This view of history doesn’t stand up to close examination. Soviet sources demonstrate that the Chinese communist victory, far from having nothing to do with the Russians, actually had everything to do with the Russians, with some negative American assistance.

Let’s briefly recap on the relations between the KMT and the communists. After the great break of 1927, the communists retreated, first to the mountains and then, after the Long March of 1934-35, to north-west China. The Xi’an Incident of December 1936, where Chiang Kai-shek was released from captivity only on the agreement that he stop fighting the communists, heralded the start of the second united front between the KMT and the communists. The KMT and Red armies were united under the command of Chiang Kai-shek. The Red Army was reorganised into the New Fourth Army and the Eighth Route Army. There were some examples of co-operation, albeit with little success, against the Japanese. In September 1937, Lin Biao’s communist Eighth Route Army fought side by side with Yan Xishan’s KMT troops against Japanese and Mongol forces in the battle of Taiyuan. Communist and KMT troops also fought side by side in the 1937 Central China campaign known as the Battle of Wuhan.
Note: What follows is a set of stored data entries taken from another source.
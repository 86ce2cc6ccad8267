//! Batch processing of a folder of statements.

use std::any::Any;
use std::panic::{self, AssertUnwindSafe};
use std::path::{Path, PathBuf};
use std::sync::Arc;
use std::time::Instant;

use clap::Args;
use console::style;
use glob::{glob, Pattern};
use indicatif::{ProgressBar, ProgressStyle};
use tokio::sync::Semaphore;
use tokio::task::JoinSet;
use tracing::{debug, warn};

use cardstmt_core::models::config::BatchConfig;
use cardstmt_core::{ResultRecord, StatementConfig, StatementProcessor};

use crate::output;

/// Arguments for batch mode.
#[derive(Args)]
pub struct BatchArgs {
    /// Folder containing statement PDFs
    pub folder: Option<PathBuf>,

    /// JSON output path [default: results.json]
    #[arg(long = "json", value_name = "PATH")]
    json_out: Option<PathBuf>,

    /// CSV output path [default: results.csv]
    #[arg(long = "csv", value_name = "PATH")]
    csv_out: Option<PathBuf>,

    /// Password for encrypted statements
    #[arg(long)]
    password: Option<String>,

    /// Number of statements processed in parallel
    #[arg(short = 'j', long)]
    jobs: Option<usize>,

    /// Do not print the JSON results to stdout
    #[arg(long)]
    no_console: bool,
}

impl BatchArgs {
    fn apply(&self, config: &mut StatementConfig) {
        if let Some(path) = &self.json_out {
            config.output.json_path = path.clone();
        }
        if let Some(path) = &self.csv_out {
            config.output.csv_path = path.clone();
        }
        if let Some(password) = &self.password {
            config.pdf.password = password.clone();
        }
        if let Some(jobs) = self.jobs {
            config.batch.jobs = jobs;
        }
        if self.no_console {
            config.output.print_console = false;
        }
    }
}

pub async fn run(args: BatchArgs, config_path: Option<&Path>) -> anyhow::Result<()> {
    let start = Instant::now();

    let mut config = super::load_config(config_path)?;
    args.apply(&mut config);
    config.validate()?;

    let folder = args.folder.unwrap_or_else(|| PathBuf::from("."));
    let files = collect_files(&folder, &config.batch)?;

    if files.is_empty() {
        warn!("No statements found in {}", folder.display());
    }
    eprintln!(
        "{} Found {} statements in {}",
        style("ℹ").blue(),
        files.len(),
        folder.display()
    );

    let pb = ProgressBar::new(files.len() as u64);
    pb.set_style(
        ProgressStyle::default_bar()
            .template("{spinner:.green} [{elapsed_precise}] [{bar:40.cyan/blue}] {pos}/{len} statements")?
            .progress_chars("=>-"),
    );

    let processor = Arc::new(StatementProcessor::from_config(&config));
    let results = process_files(files, processor, &config.pdf.password, config.batch.jobs, &pb).await?;
    pb.finish_and_clear();

    if config.output.print_console {
        println!("{}", output::format_json(&results)?);
    }

    output::write_json(&config.output.json_path, &results)?;
    output::write_csv(&config.output.csv_path, &results)?;

    print_summary(&results, &config, start);

    Ok(())
}

/// Files directly inside `folder` with an accepted extension, sorted by path.
///
/// A missing folder yields no files.
fn collect_files(folder: &Path, batch: &BatchConfig) -> anyhow::Result<Vec<PathBuf>> {
    let pattern = Path::new(&Pattern::escape(&folder.to_string_lossy())).join("*");

    let mut files: Vec<PathBuf> = glob(&pattern.to_string_lossy())?
        .filter_map(|entry| match entry {
            Ok(path) => Some(path),
            Err(e) => {
                warn!("Skipping unreadable entry: {}", e);
                None
            }
        })
        .filter(|path| path.is_file())
        .filter(|path| {
            path.extension()
                .and_then(|e| e.to_str())
                .is_some_and(|ext| batch.accepts_extension(ext))
        })
        .collect();

    files.sort();
    debug!("Collected {} files from {}", files.len(), folder.display());
    Ok(files)
}

/// Process every file, at most `jobs` at a time, keeping input order.
///
/// A file that cannot be processed becomes an error record, including one
/// whose extraction panics; it never stops the batch.
async fn process_files(
    files: Vec<PathBuf>,
    processor: Arc<StatementProcessor>,
    password: &str,
    jobs: usize,
    pb: &ProgressBar,
) -> anyhow::Result<Vec<ResultRecord>> {
    let password: Arc<str> = Arc::from(password);
    let semaphore = Arc::new(Semaphore::new(jobs));
    let sources: Vec<String> = files.iter().map(|p| p.display().to_string()).collect();

    let mut tasks = JoinSet::new();
    for (index, path) in files.into_iter().enumerate() {
        let permit = Arc::clone(&semaphore).acquire_owned().await?;
        let processor = Arc::clone(&processor);
        let password = Arc::clone(&password);
        let pb = pb.clone();

        tasks.spawn_blocking(move || {
            let _permit = permit;
            let outcome = panic::catch_unwind(AssertUnwindSafe(|| processor.process(&path, &password)));
            let record = match outcome {
                Ok(Ok(record)) => record,
                Ok(Err(e)) => {
                    warn!("Failed to process {}: {}", path.display(), e);
                    ResultRecord::failed(path.display().to_string(), e)
                }
                Err(payload) => {
                    let reason = panic_message(payload.as_ref());
                    warn!("Processing {} panicked: {}", path.display(), reason);
                    ResultRecord::failed(path.display().to_string(), format!("processing panicked: {reason}"))
                }
            };
            pb.inc(1);
            (index, record)
        });
    }

    let mut slots: Vec<Option<ResultRecord>> = vec![None; sources.len()];
    while let Some(joined) = tasks.join_next().await {
        match joined {
            Ok((index, record)) => slots[index] = Some(record),
            Err(e) => warn!("Statement task did not complete: {}", e),
        }
    }

    Ok(slots
        .into_iter()
        .zip(sources)
        .map(|(slot, source)| {
            slot.unwrap_or_else(|| ResultRecord::failed(source, "processing did not complete"))
        })
        .collect())
}

fn panic_message(payload: &(dyn Any + Send)) -> &str {
    payload
        .downcast_ref::<&str>()
        .copied()
        .or_else(|| payload.downcast_ref::<String>().map(String::as_str))
        .unwrap_or("unknown panic")
}

fn print_summary(results: &[ResultRecord], config: &StatementConfig, start: Instant) {
    let failed: Vec<_> = results.iter().filter(|r| r.is_error()).collect();
    let unknown = results
        .iter()
        .filter(|r| !r.is_error() && r.bank.is_some_and(|bank| !bank.is_known()))
        .count();

    eprintln!();
    eprintln!(
        "{} Processed {} statements in {:?}",
        style("✓").green(),
        results.len(),
        start.elapsed()
    );
    eprintln!(
        "   {} parsed, {} unrecognized, {} failed",
        style(results.len() - failed.len() - unknown).green(),
        style(unknown).yellow(),
        style(failed.len()).red()
    );
    eprintln!(
        "   JSON: {}  CSV: {}",
        config.output.json_path.display(),
        config.output.csv_path.display()
    );

    if !failed.is_empty() {
        eprintln!();
        eprintln!("{}", style("Failed files:").red());
        for result in &failed {
            eprintln!(
                "  - {}: {}",
                result.source_file,
                result.error.as_deref().unwrap_or("unknown error")
            );
        }
    }
}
But co-operation and lines of command were fuzzy and grudging. Both sides kept contending for territory in the areas not under Japanese control. In particular, the communists tried to gain control of guerrilla forces fighting behind Japanese lines. If a guerrilla band refused to switch allegiances, the communists would declare them to be collaborationists and attack them. For example, the Red Army attacked and wiped out a brigade of Chinese militia in Hebei in June 1939.
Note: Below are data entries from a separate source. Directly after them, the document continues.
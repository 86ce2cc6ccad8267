//! Bank detection followed by template dispatch.

use tracing::{debug, info};

use super::{BankClassifier, TemplateRegistry};
use crate::models::config::ClassifierConfig;
use crate::models::record::{BankId, FieldRecord};

/// Result of parsing statement text.
#[derive(Debug, Clone, PartialEq, Eq)]
pub struct ParsedStatement {
    pub bank: BankId,
    pub fields: FieldRecord,
}

/// Classifies statement text and applies the matching template.
pub struct StatementParser {
    classifier: BankClassifier,
    registry: TemplateRegistry,
}

impl StatementParser {
    pub fn new(classifier: BankClassifier, registry: TemplateRegistry) -> Self {
        Self { classifier, registry }
    }

    pub fn from_config(config: &ClassifierConfig) -> Self {
        Self::new(BankClassifier::from_config(config), TemplateRegistry::builtin())
    }

    pub fn classifier(&self) -> &BankClassifier {
        &self.classifier
    }

    pub fn registry(&self) -> &TemplateRegistry {
        &self.registry
    }

    /// Identify the bank and extract its fields.
    ///
    /// Unclassified text is not an error: it yields `BankId::Unknown` with
    /// every field absent.
    pub fn identify_and_parse(&self, text: &str) -> ParsedStatement {
        let bank = self.classifier.classify(text);
        if !self.registry.contains(bank) {
            debug!("No template for {}", bank);
        }

        let fields = self.registry.extract(bank, text);
        info!("Parsed {} statement: {}/5 fields found", bank, fields.present_count());

        ParsedStatement { bank, fields }
    }
}

impl Default for StatementParser {
    fn default() -> Self {
        Self::new(BankClassifier::builtin(), TemplateRegistry::builtin())
    }
}
//! Extraction primitives shared by every statement template.

pub mod patterns;

use regex::Regex;

use patterns::{CR_MARKER, LEADING_CURRENCY};

/// Normalize an amount string without parsing it.
///
/// Converts a unicode minus sign to ASCII, strips leading currency markers
/// (`₹`, `$`, the OCR artifact `r`) and removes a `CR` marker together with
/// its leading whitespace. Digit grouping and decimals are kept as-is.
pub fn clean_amount(raw: &str) -> String {
    let s = raw.trim().replace('\u{2212}', "-");
    let s = LEADING_CURRENCY.replace(&s, "");
    CR_MARKER.replace_all(&s, "").trim_end().to_string()
}

/// Last four digits of a (possibly masked) card or account number block.
///
/// Every non-digit character is ignored, so `4375 XXXX XXXX 8007` yields
/// `8007`. Blocks with fewer than four digits yield `None`.
pub fn last4_from_number_block(block: &str) -> Option<String> {
    let digits: Vec<char> = block.chars().filter(|c| c.is_ascii_digit()).collect();
    if digits.len() < 4 {
        return None;
    }
    Some(digits[digits.len() - 4..].iter().collect())
}

/// Find a value within `window` characters after the first match of `label`.
///
/// Only the bounded window is searched, so a value belonging to a later
/// field is never picked up. Returns the trimmed first capture group of
/// `value`.
pub fn find_value_after_label(text: &str, label: &Regex, value: &Regex, window: usize) -> Option<String> {
    let label_match = label.find(text)?;
    let rest = &text[label_match.end()..];

    let end = rest
        .char_indices()
        .nth(window)
        .map(|(i, _)| i)
        .unwrap_or(rest.len());
    let snippet = &rest[..end];

    value
        .captures(snippet)
        .and_then(|caps| caps.get(1))
        .map(|m| m.as_str().trim().to_string())
        .filter(|v| !v.is_empty())
}

/// Trimmed first capture group of the first match.
pub fn capture_first(re: &Regex, text: &str) -> Option<String> {
    re.captures(text)
        .and_then(|caps| caps.get(1))
        .map(|m| m.as_str().trim().to_string())
}

/// Trimmed first capture group of the last match.
pub fn capture_last(re: &Regex, text: &str) -> Option<String> {
    re.captures_iter(text)
        .last()
        .and_then(|caps| caps.get(1))
        .map(|m| m.as_str().trim().to_string())
}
Chiang Kai-shek continually ordered the comm­unists to abandon positions they had taken from the KMT. Particular problems arose in Henan, Jiangsu and Anhui provinces in East China where, in 1939 and 1940, communists attacked KMT forces. In December 1940, Chiang Kai-shek ordered the communist New Fourth Army to evacuate Jiangsu and Anhui provinces towards the north of the old bed of the Yellow River. The communists rejected this, only agreeing to move to north of the Yangtze.
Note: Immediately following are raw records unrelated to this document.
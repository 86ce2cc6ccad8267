//! Core library for credit card statement parsing.
//!
//! This crate provides:
//! - PDF text extraction with a two-engine fallback (pdf-extract, lopdf)
//! - Bank detection from ordered cue phrases
//! - Per-bank regex templates for balance, due date, minimum payment,
//!   card last-4 and statement closing date

pub mod error;
pub mod models;
pub mod pdf;
pub mod statement;

pub use error::{CardStmtError, PdfError, Result};
pub use models::config::StatementConfig;
pub use models::record::{BankId, FieldRecord, ResultRecord};
pub use pdf::{PdfExtractor, TextBackend};
pub use statement::{
    BankClassifier, ParsedStatement, StatementParser, StatementProcessor, StatementTemplate, TemplateRegistry,
};
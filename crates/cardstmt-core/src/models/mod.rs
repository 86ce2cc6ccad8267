//! Data models: configuration and statement records.

pub mod config;
pub mod record;

pub use config::{BatchConfig, ClassifierConfig, CueConfig, OutputConfig, PdfConfig, StatementConfig, TextEngine};
pub use record::{BankId, FieldRecord, ResultRecord};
Chiang decided to resolve the problem of the New Fourth Army in a more direct way. On January 4, 1941, a 9000-strong force of the New Fourth Army set out to cross the Yangtze. On January 5, 80,000 KMT troops ambushed and attacked the New Fourth Army at Maolin Town, Anhui Province, inflicting heavy losses. This battle, known as the New Fourth Army Incident, signalled the effective end of co-operation between the KMT and the communists.

Stalin had a complicated attitude to the Chinese communists and their strategy. During the Second World War, Stalin’s interest was to avoid fighting on two fronts, so he had to avoid war with Japan until Germany had been defeated. His interests were also served by having the strongest possible Chinese army fighting the Japanese and keeping them in check. Japan had always had designs on the Soviet Far East, and just keeping the minimum of Russian and Mongol forces on alert in the East detracted from Russian strength in the West. Stalin thought the best chance of keeping the Japanese at bay lay with Chiang Kai-shek. Chinese communist adventurism worried him. He wanted to keep Chiang onside. He also recognised that the Americans had certain interests in China and for the moment they were his allies. Added to this was the great difficulty of supplying Chinese communist forces over land. Soviet specialists embedded with Chinese communist forces after 1945 commented on how poorly equipped they were, and how poor their morale was.

The American support for the KMT was equally confused. There had always been a strain of missionary interest in China which tended to colour thinking. Roosevelt’s Delano ancestors had been prominent in the China trade. Madame Chiang Kai-shek’s triumphant tour of America during the war had been a sensation and had provoked widespread support for the Chinese cause.

But within the American administration there were contrary winds. General Joseph Stilwell, “Vinegar Joe”, who led the US and Chinese forces in the China theatre during the early part of the war, had scant regard for either the fighting ability of Chinese forces or for Chiang Kai-shek, who he believed to be corrupt and incompetent. Stilwell called Chiang “Peanut” and in his despatches constantly criticised the Chinese war effort. He even ordered Office of Strategic Services officers to draw up contingency plans to assassinate Chiang Kai-shek. As a result of his constant feuding with Chiang, Stilwell was recalled to the US in October 1944, probably because of Chiang’s direct requests to Roosevelt, but he continued to campaign against Chiang from afar.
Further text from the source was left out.